**Extracted material:**
= = = = =

//! Cricbuzz (RapidAPI) integration: match feeds, match centre squads, player stats.

use std::time::Duration;

use chrono::{DateTime, Local, Utc};
use reqwest::StatusCode;
use reqwest::blocking::{Client, RequestBuilder};
use serde::Deserialize;

use crate::config::SportsCredentials;
use crate::data::CricketFeed;
use crate::domain::{FeedKind, MatchSummary, Squad, SquadEntry};
use crate::error::AppError;

const FEED_TIMEOUT: Duration = Duration::from_secs(10);
const SQUAD_TIMEOUT: Duration = Duration::from_secs(10);
const STATS_TIMEOUT: Duration = Duration::from_secs(15);

pub struct CricbuzzClient {
    client: Client,
    credentials: SportsCredentials,
}

impl CricbuzzClient {
    pub fn new(credentials: SportsCredentials) -> Result<Self, AppError> {
        let client = Client::builder()
            .build()
            .map_err(|e| AppError::new(4, format!("Failed to build HTTP client: {e}")))?;
        Ok(Self { client, credentials })
    }

    pub fn from_env() -> Result<Self, AppError> {
        Self::new(SportsCredentials::from_env()?)
    }

    fn get(&self, path: &str, timeout: Duration) -> RequestBuilder {
        let url = format!("https://{}/{path}", self.credentials.host);
        log::debug!("GET {url}");
        self.client
            .get(url)
            .header("x-rapidapi-host", &self.credentials.host)
            .header("x-rapidapi-key", &self.credentials.key)
            .timeout(timeout)
    }
}

impl CricketFeed for CricbuzzClient {
    fn list_matches(&self, feed: FeedKind) -> Result<Vec<MatchSummary>, AppError> {
        let resp = self
            .get(&format!("matches/v1/{}", feed.path()), FEED_TIMEOUT)
            .send()
            .map_err(|e| AppError::new(4, format!("Cricbuzz '{}' feed request failed: {e}", feed.path())))?;

        if !feed_has_body(feed, resp.status())? {
            return Ok(Vec::new());
        }

        let body: FeedResponse = resp
            .json()
            .map_err(|e| AppError::new(4, format!("Failed to parse '{}' feed: {e}", feed.path())))?;
        Ok(summaries_from_feed(body))
    }

    fn fetch_squad(&self, match_id: i64) -> Result<(Squad, Squad), AppError> {
        let resp = self
            .get(&format!("mcenter/v1/{match_id}"), SQUAD_TIMEOUT)
            .send()
            .map_err(|e| AppError::new(4, format!("Match centre request for {match_id} failed: {e}")))?;

        if !resp.status().is_success() {
            return Err(AppError::new(
                4,
                format!("Match centre request for {match_id} failed with status {}.", resp.status()),
            ));
        }

        let body: MatchCenterResponse = resp
            .json()
            .map_err(|e| AppError::new(4, format!("Failed to parse match centre for {match_id}: {e}")))?;
        Ok(squads_from_match_center(body))
    }

    fn fetch_date_of_birth(&self, player_id: i64) -> Option<String> {
        let resp = match self.get(&format!("stats/v1/player/{player_id}"), STATS_TIMEOUT).send() {
            Ok(resp) => resp,
            Err(e) => {
                log::debug!("Player {player_id} stats request failed: {e}");
                return None;
            }
        };
        if !resp.status().is_success() {
            log::debug!("Player {player_id} stats returned {}", resp.status());
            return None;
        }
        match resp.json::<PlayerStats>() {
            Ok(stats) => date_of_birth_from_stats(stats),
            Err(e) => {
                log::debug!("Player {player_id} stats unreadable: {e}");
                None
            }
        }
    }
}

#[derive(Debug, Default, Deserialize)]
#[serde(rename_all = "camelCase")]
struct FeedResponse {
    #[serde(default)]
    type_matches: Vec<TypeMatches>,
}

#[derive(Debug, Default, Deserialize)]
#[serde(rename_all = "camelCase")]
struct TypeMatches {
    #[serde(default)]
    series_matches: Vec<SeriesMatches>,
}

/// Either a series wrapper or an ad slot; ads carry no wrapper.
#[derive(Debug, Default, Deserialize)]
#[serde(rename_all = "camelCase")]
struct SeriesMatches {
    series_ad_wrapper: Option<SeriesAdWrapper>,
}

#[derive(Debug, Default, Deserialize)]
#[serde(rename_all = "camelCase")]
struct SeriesAdWrapper {
    series_name: Option<String>,
    #[serde(default)]
    matches: Vec<MatchEntry>,
}

#[derive(Debug, Default, Deserialize)]
#[serde(rename_all = "camelCase")]
struct MatchEntry {
    match_info: Option<MatchInfo>,
}

#[derive(Debug, Default, Deserialize)]
#[serde(rename_all = "camelCase")]
struct MatchInfo {
    match_id: Option<i64>,
    series_name: Option<String>,
    /// Epoch milliseconds, sent as a string by the API (numbers accepted too).
    start_date: Option<serde_json::Value>,
    team1: Option<TeamInfo>,
    team2: Option<TeamInfo>,
}

/// Feeds name teams via `teamName`; the match centre uses `name`.
#[derive(Debug, Default, Deserialize)]
#[serde(rename_all = "camelCase")]
struct TeamInfo {
    team_name: Option<String>,
    name: Option<String>,
    #[serde(default)]
    player_details: Vec<PlayerDetail>,
}

#[derive(Debug, Default, Deserialize)]
struct PlayerDetail {
    id: Option<i64>,
    name: Option<String>,
    role: Option<String>,
}

#[derive(Debug, Default, Deserialize)]
#[serde(rename_all = "camelCase")]
struct MatchCenterResponse {
    match_info: Option<MatchInfo>,
}

#[derive(Debug, Default, Deserialize)]
struct PlayerStats {
    #[serde(rename = "DoBFormat")]
    dob_format: Option<String>,
    #[serde(rename = "DoB")]
    dob: Option<String>,
}

/// `Ok(false)` when the feed is rate limited and should be treated as empty.
fn feed_has_body(feed: FeedKind, status: StatusCode) -> Result<bool, AppError> {
    if status == StatusCode::TOO_MANY_REQUESTS {
        log::warn!("Rate limited on '{}' feed, skipping.", feed.path());
        return Ok(false);
    }
    if !status.is_success() {
        return Err(AppError::new(
            4,
            format!("Cricbuzz '{}' feed failed with status {status}.", feed.path()),
        ));
    }
    Ok(true)
}

fn summaries_from_feed(body: FeedResponse) -> Vec<MatchSummary> {
    let mut out = Vec::new();
    for type_matches in body.type_matches {
        for series in type_matches.series_matches {
            let Some(wrapper) = series.series_ad_wrapper else {
                continue;
            };
            for entry in wrapper.matches {
                let Some(info) = entry.match_info else {
                    continue;
                };
                let Some(match_id) = info.match_id else {
                    continue;
                };
                let Some(start) = info.start_date.as_ref().and_then(start_from_millis) else {
                    continue;
                };
                let teams = format!(
                    "{} vs {}",
                    team_label(info.team1.as_ref()),
                    team_label(info.team2.as_ref())
                );
                out.push(MatchSummary {
                    match_id,
                    teams,
                    start,
                    series_name: info.series_name.or_else(|| wrapper.series_name.clone()),
                });
            }
        }
    }
    out
}

fn start_from_millis(raw: &serde_json::Value) -> Option<DateTime<Local>> {
    let millis = match raw {
        serde_json::Value::String(s) => s.trim().parse::<i64>().ok()?,
        serde_json::Value::Number(n) => n.as_i64()?,
        _ => return None,
    };
    DateTime::<Utc>::from_timestamp_millis(millis).map(|utc| utc.with_timezone(&Local))
}

fn team_label(team: Option<&TeamInfo>) -> &str {
    team.and_then(|t| t.team_name.as_deref().or(t.name.as_deref()))
        .filter(|s| !s.trim().is_empty())
        .unwrap_or("Unknown")
}

fn squads_from_match_center(body: MatchCenterResponse) -> (Squad, Squad) {
    let info = body.match_info.unwrap_or_default();
    (squad_from_team(info.team1), squad_from_team(info.team2))
}

fn squad_from_team(team: Option<TeamInfo>) -> Squad {
    let team = team.unwrap_or_default();
    let name = team
        .name
        .clone()
        .or(team.team_name.clone())
        .filter(|s| !s.trim().is_empty())
        .unwrap_or_else(|| "Unknown".to_string());

    let entries = team
        .player_details
        .into_iter()
        .filter_map(|p| {
            let (Some(id), Some(player)) = (p.id, p.name) else {
                log::debug!("Skipping roster entry without id/name in {name}");
                return None;
            };
            Some(SquadEntry {
                id,
                name: player,
                role: p.role.unwrap_or_else(|| "Player".to_string()).to_lowercase(),
                team: name.clone(),
            })
        })
        .filter(|entry| !entry.is_staff())
        .collect();

    Squad { team: name, entries }
}

fn date_of_birth_from_stats(stats: PlayerStats) -> Option<String> {
    let raw = stats
        .dob_format
        .filter(|s| !s.trim().is_empty())
        .or(stats.dob.filter(|s| !s.trim().is_empty()))?;
    let cleaned = strip_annotation(&raw);
    if cleaned.is_empty() { None } else { Some(cleaned.to_string()) }
}

/// Drop a trailing parenthetical such as `"(36 years)"`.
fn strip_annotation(raw: &str) -> &str {
    raw.split('(').next().unwrap_or("").trim()
}

#[cfg(test)]
mod tests {
    use super::*;
    use chrono::{Datelike, TimeZone};

    const FEED: &str = r#"{
        "typeMatches": [{
            "matchType": "International",
            "seriesMatches": [
                {"seriesAdWrapper": {
                    "seriesId": 7607,
                    "seriesName": "Indian Premier League 2026",
                    "matches": [
                        {"matchInfo": {
                            "matchId": 101,
                            "startDate": "1781870400000",
                            "team1": {"teamName": "Chennai Super Kings"},
                            "team2": {"teamName": "Mumbai Indians"}
                        }},
                        {"matchInfo": {
                            "matchId": 102,
                            "team1": {"teamName": "A"},
                            "team2": {"teamName": "B"}
                        }}
                    ]
                }},
                {"adDetail": {"name": "native_ad"}}
            ]
        }, {
            "seriesMatches": [
                {"seriesAdWrapper": {
                    "seriesName": "County Championship",
                    "matches": [{"matchInfo": {
                        "matchId": 201,
                        "seriesName": "County Championship Division One",
                        "startDate": 1781870400000,
                        "team1": {"teamName": "Surrey"},
                        "team2": {"teamName": "Kent"}
                    }}]
                }}
            ]
        }]
    }"#;

    #[test]
    fn feed_yields_summaries_and_skips_undated_matches() {
        let body: FeedResponse = serde_json::from_str(FEED).unwrap();
        let summaries = summaries_from_feed(body);

        assert_eq!(summaries.len(), 2);
        assert_eq!(summaries[0].match_id, 101);
        assert_eq!(summaries[0].teams, "Chennai Super Kings vs Mumbai Indians");
        assert_eq!(summaries[0].series_name.as_deref(), Some("Indian Premier League 2026"));

        let expected = Local.timestamp_millis_opt(1_781_870_400_000).unwrap();
        assert_eq!(summaries[0].start, expected);
        assert_eq!(summaries[1].start, expected);
        assert_eq!(
            summaries[1].series_name.as_deref(),
            Some("County Championship Division One")
        );
    }

    #[test]
    fn rate_limited_feed_is_skipped_other_failures_are_fatal() {
        assert!(!feed_has_body(FeedKind::Upcoming, StatusCode::TOO_MANY_REQUESTS).unwrap());
        assert!(feed_has_body(FeedKind::Recent, StatusCode::OK).unwrap());

        let err = feed_has_body(FeedKind::Recent, StatusCode::INTERNAL_SERVER_ERROR).unwrap_err();
        assert_eq!(err.exit_code(), 4);
        assert!(err.to_string().contains("'recent' feed"));
        assert_eq!(feed_has_body(FeedKind::Recent, StatusCode::FORBIDDEN).unwrap_err().exit_code(), 4);
    }

    #[test]
    fn empty_feed_body_is_not_an_error() {
        let body: FeedResponse = serde_json::from_str("{}").unwrap();
        assert!(summaries_from_feed(body).is_empty());
    }

    #[test]
    fn match_center_squads_drop_staff_and_lowercase_roles() {
        let json = r#"{
            "matchInfo": {
                "team1": {"name": "India", "playerDetails": [
                    {"id": 1413, "name": "Virat Kohli", "role": "Batsman"},
                    {"id": 9001, "name": "Gautam Gambhir", "role": "Head Coach"},
                    {"id": 8683, "name": "Jasprit Bumrah"}
                ]},
                "team2": {"name": "Australia", "playerDetails": [
                    {"id": 2250, "name": "Steven Smith", "role": "BATSMAN"},
                    {"name": "No Id", "role": "Bowler"},
                    {"id": 77, "name": "Someone", "role": "Team Mentor"}
                ]}
            }
        }"#;
        let body: MatchCenterResponse = serde_json::from_str(json).unwrap();
        let (a, b) = squads_from_match_center(body);

        assert_eq!(a.team, "India");
        assert_eq!(a.entries.len(), 2);
        assert_eq!(a.entries[0].role, "batsman");
        assert_eq!(a.entries[1].role, "player");
        assert_eq!(a.entries[1].team, "India");

        assert_eq!(b.team, "Australia");
        assert_eq!(b.entries.len(), 1);
        assert_eq!(b.entries[0].name, "Steven Smith");
        assert_eq!(b.entries[0].role, "batsman");
    }

    #[test]
    fn missing_team_info_defaults_to_unknown() {
        let body: MatchCenterResponse = serde_json::from_str(r#"{"matchInfo": {}}"#).unwrap();
        let (a, b) = squads_from_match_center(body);
        assert_eq!(a.team, "Unknown");
        assert!(a.entries.is_empty());
        assert_eq!(b.team, "Unknown");
    }

    #[test]
    fn dob_prefers_formatted_field_and_strips_age() {
        let stats: PlayerStats =
            serde_json::from_str(r#"{"DoBFormat": "November 05, 1988 (37 years)", "DoB": "1988-11-05"}"#)
                .unwrap();
        assert_eq!(date_of_birth_from_stats(stats).as_deref(), Some("November 05, 1988"));

        let stats: PlayerStats = serde_json::from_str(r#"{"DoBFormat": "", "DoB": "Apr 30, 1987"}"#).unwrap();
        assert_eq!(date_of_birth_from_stats(stats).as_deref(), Some("Apr 30, 1987"));

        let stats: PlayerStats = serde_json::from_str(r#"{"name": "X"}"#).unwrap();
        assert_eq!(date_of_birth_from_stats(stats), None);
    }

    #[test]
    fn start_millis_accepts_string_or_number() {
        let a = start_from_millis(&serde_json::json!("1700000000000")).unwrap();
        let b = start_from_millis(&serde_json::json!(1_700_000_000_000_i64)).unwrap();
        assert_eq!(a, b);
        assert!(a.year() >= 2023);
        assert!(start_from_millis(&serde_json::json!("soon")).is_none());
    }
}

= = = = =

**Goal of the exercise:**
Out of the material above, output word for word the line with "team: name, entries", the line with "let cleaned = strip_annotation(&raw);", and all lines between them, with nothing else.

**Expected output:**
    Squad { team: name, entries }
}

fn date_of_birth_from_stats(stats: PlayerStats) -> Option<String> {
    let raw = stats
        .dob_format
        .filter(|s| !s.trim().is_empty())
        .or(stats.dob.filter(|s| !s.trim().is_empty()))?;
    let cleaned = strip_annotation(&raw);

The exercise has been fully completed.